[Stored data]
○ ○ ○ ○

//! Per-face box index of a solid.
//!
//! [`ShapeBoxIndex`] holds the kernel's box for the whole solid and, in
//! kernel traversal order, one [`FaceBoxEntry`] per face with the face box
//! and its coarse triangle fragments.

use crate::consts::FACE_TRIANGLE_TOLERANCE;
use crate::display::DisplaySink;
use crate::error::{CadboxError, Result};
use crate::geom::{Aabb, Triangle};
use crate::kernel::{CadKernel, MeshParameters};
use crate::obb::OrientedBox;
use crate::tightness::TightnessClassifier;

/// What [`ShapeBoxIndex::display`] draws.
#[derive(Debug, Clone, Copy, PartialEq, Eq, Default)]
pub enum ObbLevel {
    /// The whole-solid box.
    #[default]
    Shape,
    /// One box per face.
    Face,
    /// Every face fragment.
    Triangle,
}

/// One face with its box and fragments.
#[derive(Debug, Clone)]
pub struct FaceBoxEntry<F> {
    face: F,
    bbox: OrientedBox,
    triangles: Vec<Triangle>,
}

impl<F> FaceBoxEntry<F> {
    pub fn face(&self) -> &F {
        &self.face
    }

    pub fn bbox(&self) -> &OrientedBox {
        &self.bbox
    }

    /// Fragments kept after the tolerance filter; empty for boxes-only
    /// builds and for faces the kernel meshes to nothing.
    pub fn triangles(&self) -> &[Triangle] {
        &self.triangles
    }
}

/// Tightness decision for the face at `index`.
#[derive(Debug, Clone, Copy, PartialEq, Eq)]
pub struct FaceClass {
    pub index: usize,
    pub box_like: bool,
}

/// Boxes for a solid and each of its faces.
#[derive(Debug, Clone)]
pub struct ShapeBoxIndex<F> {
    solid_box: OrientedBox,
    faces: Vec<FaceBoxEntry<F>>,
}

impl<F: Clone> ShapeBoxIndex<F> {
    /// Walk every face of `solid`, boxing and triangulating each one.
    ///
    /// Fragments with two vertices within 0.01 are dropped. The solid box is
    /// the kernel's own query on the solid, not a merge of face boxes.
    pub fn build<K>(kernel: &K, solid: &K::Solid) -> Result<Self>
    where
        K: CadKernel<Face = F>,
    {
        Self::walk(kernel, solid, Some(&MeshParameters::coarse()))
    }

    /// Like [`ShapeBoxIndex::build`] but leaves every fragment list empty.
    pub fn build_boxes_only<K>(kernel: &K, solid: &K::Solid) -> Result<Self>
    where
        K: CadKernel<Face = F>,
    {
        Self::walk(kernel, solid, None)
    }

    fn walk<K>(kernel: &K, solid: &K::Solid, params: Option<&MeshParameters>) -> Result<Self>
    where
        K: CadKernel<Face = F>,
    {
        let faces = kernel.enumerate_faces(solid)?;
        if faces.is_empty() {
            return Err(CadboxError::EmptyShape);
        }

        let mut entries = Vec::with_capacity(faces.len());
        let mut discarded = 0usize;
        for (i, face) in faces.into_iter().enumerate() {
            let bbox = kernel.face_obb(&face)?;
            let triangles = match params {
                Some(params) => {
                    let raw = kernel.triangulate(&face, params)?;
                    let total = raw.len();
                    let kept: Vec<Triangle> = raw
                        .into_iter()
                        .filter_map(|[a, b, c]| Triangle::try_new(a, b, c, FACE_TRIANGLE_TOLERANCE))
                        .collect();
                    discarded += total - kept.len();
                    kept
                }
                None => Vec::new(),
            };
            tracing::debug!(
                face = i,
                fragments = triangles.len(),
                half_sizes = ?bbox.half_sizes,
                "indexed face"
            );
            entries.push(FaceBoxEntry {
                face,
                bbox,
                triangles,
            });
        }

        if discarded > 0 {
            tracing::warn!(discarded, "dropped degenerate face fragments");
        }

        let solid_box = kernel.solid_obb(solid)?;
        let index = Self {
            solid_box,
            faces: entries,
        };
        tracing::info!(
            faces = index.len(),
            triangles = index.triangle_count(),
            "built shape box index"
        );
        Ok(index)
    }
}

impl<F> ShapeBoxIndex<F> {
    pub fn solid_box(&self) -> &OrientedBox {
        &self.solid_box
    }

    pub fn faces(&self) -> &[FaceBoxEntry<F>] {
        &self.faces
    }

    pub fn len(&self) -> usize {
        self.faces.len()
    }

    pub fn is_empty(&self) -> bool {
        self.faces.is_empty()
    }

    pub fn triangle_count(&self) -> usize {
        self.faces.iter().map(|f| f.triangles.len()).sum()
    }

    /// World AABB of every face box.
    pub fn full_aabb(&self) -> Aabb {
        self.faces
            .iter()
            .fold(Aabb::empty(), |acc, f| acc.merge(&f.bbox.aabb()))
    }

    /// Send the requested level of detail to `sink`.
    pub fn display(&self, sink: &mut dyn DisplaySink, level: ObbLevel) {
        match level {
            ObbLevel::Shape => sink.draw_outline(&self.solid_box.to_outline()),
            ObbLevel::Face => {
                for entry in &self.faces {
                    sink.draw_outline(&entry.bbox.to_outline());
                }
            }
            ObbLevel::Triangle => {
                for tri in self.faces.iter().flat_map(|f| f.triangles.iter()) {
                    sink.draw_triangle(tri);
                }
            }
        }
    }

    /// Classify every face as box-like or curved.
    pub fn classify_faces<K>(
        &self,
        kernel: &K,
        classifier: &TightnessClassifier,
    ) -> Result<Vec<FaceClass>>
    where
        K: CadKernel<Face = F>,
    {
        self.faces
            .iter()
            .enumerate()
            .map(|(index, entry)| {
                Ok(FaceClass {
                    index,
                    box_like: classifier.is_box_like(kernel, &entry.face, &entry.bbox)?,
                })
            })
            .collect()
    }
}
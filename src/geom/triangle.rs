//! Triangle fragments produced by face triangulation.

use glam::DVec3;

use super::{Point3, RigidTransform, Vector3};
use crate::error::{CadboxError, Result};

/// Three vertices of one triangulated face fragment.
///
/// Fields are read-only outside the crate so a checked triangle stays checked.
#[derive(Debug, Clone, Copy, PartialEq)]
pub struct Triangle {
    pub(crate) p0: Point3,
    pub(crate) p1: Point3,
    pub(crate) p2: Point3,
}

impl Triangle {
    /// Build a triangle, rejecting it when two vertices lie within `tolerance`.
    pub fn new(p0: Point3, p1: Point3, p2: Point3, tolerance: f64) -> Result<Self> {
        Self::try_new(p0, p1, p2, tolerance)
            .ok_or_else(|| CadboxError::degenerate("triangle vertices coincide"))
    }

    /// Like [`Triangle::new`] but returns `None` for degenerate input.
    pub fn try_new(p0: Point3, p1: Point3, p2: Point3, tolerance: f64) -> Option<Self> {
        if Self::is_degenerate(p0, p1, p2, tolerance) {
            None
        } else {
            Some(Self { p0, p1, p2 })
        }
    }

    /// Wrap three points without the coincidence check.
    ///
    /// Only for separating-axis queries, which accept any triangle including
    /// slivers and points. Index fragments and mesh triangles always go
    /// through [`Triangle::try_new`].
    pub const fn from_points_unchecked(p0: Point3, p1: Point3, p2: Point3) -> Self {
        Self { p0, p1, p2 }
    }

    /// True when any two of the points are within `tolerance` of each other.
    pub fn is_degenerate(p0: Point3, p1: Point3, p2: Point3, tolerance: f64) -> bool {
        p0.distance(p1) <= tolerance || p0.distance(p2) <= tolerance || p1.distance(p2) <= tolerance
    }

    #[inline]
    pub fn vertices(&self) -> [Point3; 3] {
        [self.p0, self.p1, self.p2]
    }

    /// Edge vectors `p1-p0`, `p2-p1`, `p0-p2`.
    #[inline]
    pub fn edges(&self) -> [Vector3; 3] {
        [self.p1 - self.p0, self.p2 - self.p1, self.p0 - self.p2]
    }

    /// Unnormalized face normal.
    #[inline]
    pub fn normal(&self) -> Vector3 {
        (self.p1 - self.p0).cross(self.p2 - self.p1)
    }

    pub fn area(&self) -> f64 {
        0.5 * self.normal().length()
    }

    pub fn centroid(&self) -> Point3 {
        (self.p0 + self.p1 + self.p2) / 3.0
    }

    pub fn transformed(&self, transform: &RigidTransform) -> Self {
        Self {
            p0: transform.transform_point(self.p0),
            p1: transform.transform_point(self.p1),
            p2: transform.transform_point(self.p2),
        }
    }

    /// Translate every vertex by `offset`.
    pub fn translated(&self, offset: DVec3) -> Self {
        Self {
            p0: self.p0 + offset,
            p1: self.p1 + offset,
            p2: self.p2 + offset,
        }
    }
}

#[cfg(test)]
mod tests {
    use super::*;

    #[test]
    fn test_degenerate_rejected() {
        let a = DVec3::ZERO;
        let b = DVec3::new(0.005, 0.0, 0.0);
        let c = DVec3::new(0.0, 1.0, 0.0);
        assert!(Triangle::try_new(a, b, c, 0.01).is_none());
        assert!(Triangle::new(a, b, c, 0.01).is_err());
        // Same points pass with the finer whole-shape tolerance.
        assert!(Triangle::try_new(a, b, c, 0.0001).is_some());
    }

    #[test]
    fn test_area_and_normal() {
        let tri = Triangle::from_points_unchecked(DVec3::ZERO, DVec3::X * 2.0, DVec3::Y * 2.0);
        assert!((tri.area() - 2.0).abs() < 1e-12);
        assert!(tri.normal().normalize().abs_diff_eq(DVec3::Z, 1e-12));
    }

    #[test]
    fn test_edges_close_loop() {
        let tri = Triangle::from_points_unchecked(
            DVec3::new(1.0, 2.0, 3.0),
            DVec3::new(-1.0, 0.5, 2.0),
            DVec3::new(4.0, 4.0, -1.0),
        );
        let [e0, e1, e2] = tri.edges();
        assert!((e0 + e1 + e2).length() < 1e-12);
    }
}
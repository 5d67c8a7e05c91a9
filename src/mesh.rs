//! Whole-shape meshing and display as a fork-join job.
//!
//! A mesh worker triangulates every face and is joined; a display worker
//! then hands each triangle to the sink and is joined; finally the triangle
//! count is reported. Failures surface at the join point.

use std::num::NonZeroUsize;
use std::thread;

use crate::consts::MESH_TRIANGLE_TOLERANCE;
use crate::display::DisplaySink;
use crate::error::{CadboxError, Result};
use crate::geom::Triangle;
use crate::kernel::{CadKernel, MeshParameters};

/// Meshes a solid and streams the result to a display sink.
pub struct MeshJob<'a, K: CadKernel> {
    kernel: &'a K,
    solid: &'a K::Solid,
    params: MeshParameters,
}

impl<'a, K> MeshJob<'a, K>
where
    K: CadKernel,
    K::Solid: Sync,
{
    pub fn new(kernel: &'a K, solid: &'a K::Solid, params: MeshParameters) -> Self {
        Self {
            kernel,
            solid,
            params,
        }
    }

    pub fn params(&self) -> &MeshParameters {
        &self.params
    }

    /// Mesh, display, then report `"Mesh Triangles: N"` to `sink`.
    ///
    /// Returns the number of triangles displayed.
    pub fn run<S>(&self, sink: &mut S) -> Result<usize>
    where
        S: DisplaySink + Send + ?Sized,
    {
        let triangles = thread::scope(|s| {
            s.spawn(|| self.triangulate())
                .join()
                .map_err(|_| CadboxError::WorkerPanicked { worker: "mesh" })
        })??;

        let shown = thread::scope(|s| {
            s.spawn(|| {
                for tri in &triangles {
                    sink.draw_triangle(tri);
                }
                triangles.len()
            })
            .join()
            .map_err(|_| CadboxError::WorkerPanicked { worker: "display" })
        })?;

        sink.status(&format!("Mesh Triangles: {shown}"));
        tracing::info!(triangles = shown, "meshed shape");
        Ok(shown)
    }

    /// Triangulate every face, keeping kernel face order.
    ///
    /// Triangles with two vertices within 0.0001 are dropped.
    pub fn triangulate(&self) -> Result<Vec<Triangle>> {
        let faces = self.kernel.enumerate_faces(self.solid)?;
        if faces.is_empty() {
            return Ok(Vec::new());
        }

        let per_face = if self.params.in_parallel && faces.len() > 1 {
            self.triangulate_parallel(&faces)?
        } else {
            faces
                .iter()
                .map(|face| self.triangulate_face(face))
                .collect::<Result<Vec<_>>>()?
        };

        Ok(per_face.into_iter().flatten().collect())
    }

    fn triangulate_parallel(&self, faces: &[K::Face]) -> Result<Vec<Vec<Triangle>>> {
        let workers = thread::available_parallelism()
            .map_or(1, NonZeroUsize::get)
            .min(faces.len());
        let chunk = faces.len().div_ceil(workers);
        tracing::debug!(faces = faces.len(), workers, "meshing faces in parallel");

        let joined: Vec<_> = thread::scope(|s| {
            let handles: Vec<_> = faces
                .chunks(chunk)
                .map(|group| {
                    s.spawn(move || {
                        group
                            .iter()
                            .map(|face| self.triangulate_face(face))
                            .collect::<Result<Vec<_>>>()
                    })
                })
                .collect();
            handles.into_iter().map(|h| h.join()).collect()
        });

        let mut per_face = Vec::with_capacity(faces.len());
        for result in joined {
            let group = result.map_err(|_| CadboxError::WorkerPanicked { worker: "face mesh" })??;
            per_face.extend(group);
        }
        Ok(per_face)
    }

    fn triangulate_face(&self, face: &K::Face) -> Result<Vec<Triangle>> {
        let raw = self.kernel.triangulate(face, &self.params)?;
        let total = raw.len();
        let kept: Vec<Triangle> = raw
            .into_iter()
            .filter_map(|[a, b, c]| Triangle::try_new(a, b, c, MESH_TRIANGLE_TOLERANCE))
            .collect();
        if kept.len() < total {
            tracing::warn!(discarded = total - kept.len(), "dropped degenerate mesh triangles");
        }
        Ok(kept)
    }
}
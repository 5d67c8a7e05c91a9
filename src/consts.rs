//! Named numeric constants shared across the engine.

/// Vertices closer than this make a face fragment degenerate.
pub const FACE_TRIANGLE_TOLERANCE: f64 = 0.01;

/// Vertices closer than this make a whole-shape mesh triangle degenerate.
pub const MESH_TRIANGLE_TOLERANCE: f64 = 0.0001;

/// Linear deflection used when an index triangulates its faces.
pub const INDEX_LINEAR_DEFLECTION: f64 = 1.0;

/// Angular deflection (radians) used when an index triangulates its faces.
pub const INDEX_ANGULAR_DEFLECTION: f64 = 1.0;

/// Face area over box area above which a face counts as box-like.
pub const TIGHTNESS_THRESHOLD: f64 = std::f64::consts::FRAC_PI_4;

/// Added to the enlarge margin to decide whether a box is flat.
pub const FLAT_BOX_SLACK: f64 = 0.0005;

/// Enlarge margin for boxes built on whole shapes.
pub const SHAPE_ENLARGE_MARGIN: f64 = 0.0001;

/// Enlarge margin for boxes built on single faces.
pub const FACE_ENLARGE_MARGIN: f64 = 0.001;

/// Padding applied before a box becomes a display outline.
pub const DISPLAY_MARGIN: f64 = 0.01;

/// Tolerance on axis length and pairwise dot products.
pub const ORTHONORMAL_TOLERANCE: f64 = 1e-7;

/// Tolerance on the linear part of a rigid transform.
pub const RIGID_TOLERANCE: f64 = 1e-7;

/// Default element-wise precision when comparing two transforms.
pub const SAME_TRANSFORM_PRECISION: f64 = 0.0001;

/// Points closer than this are the same point for box construction.
pub const DISTINCT_POINT_TOLERANCE: f64 = 1e-9;

/// Candidate separating axes with `|a|² <= AXIS_EPSILON · |edge|²` are ignored.
pub const AXIS_EPSILON: f64 = 1e-12;

/// Length below which a vector cannot be normalized.
pub const NORMALIZE_EPSILON: f64 = 1e-12;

○ ○ ○ ○

» **What this task involves**
Gather up, from the records above, each line where the word "thread" appears.

» **Response for this exercise**
use std::thread;
        let triangles = thread::scope(|s| {
        let shown = thread::scope(|s| {
        let workers = thread::available_parallelism()
        let joined: Vec<_> = thread::scope(|s| {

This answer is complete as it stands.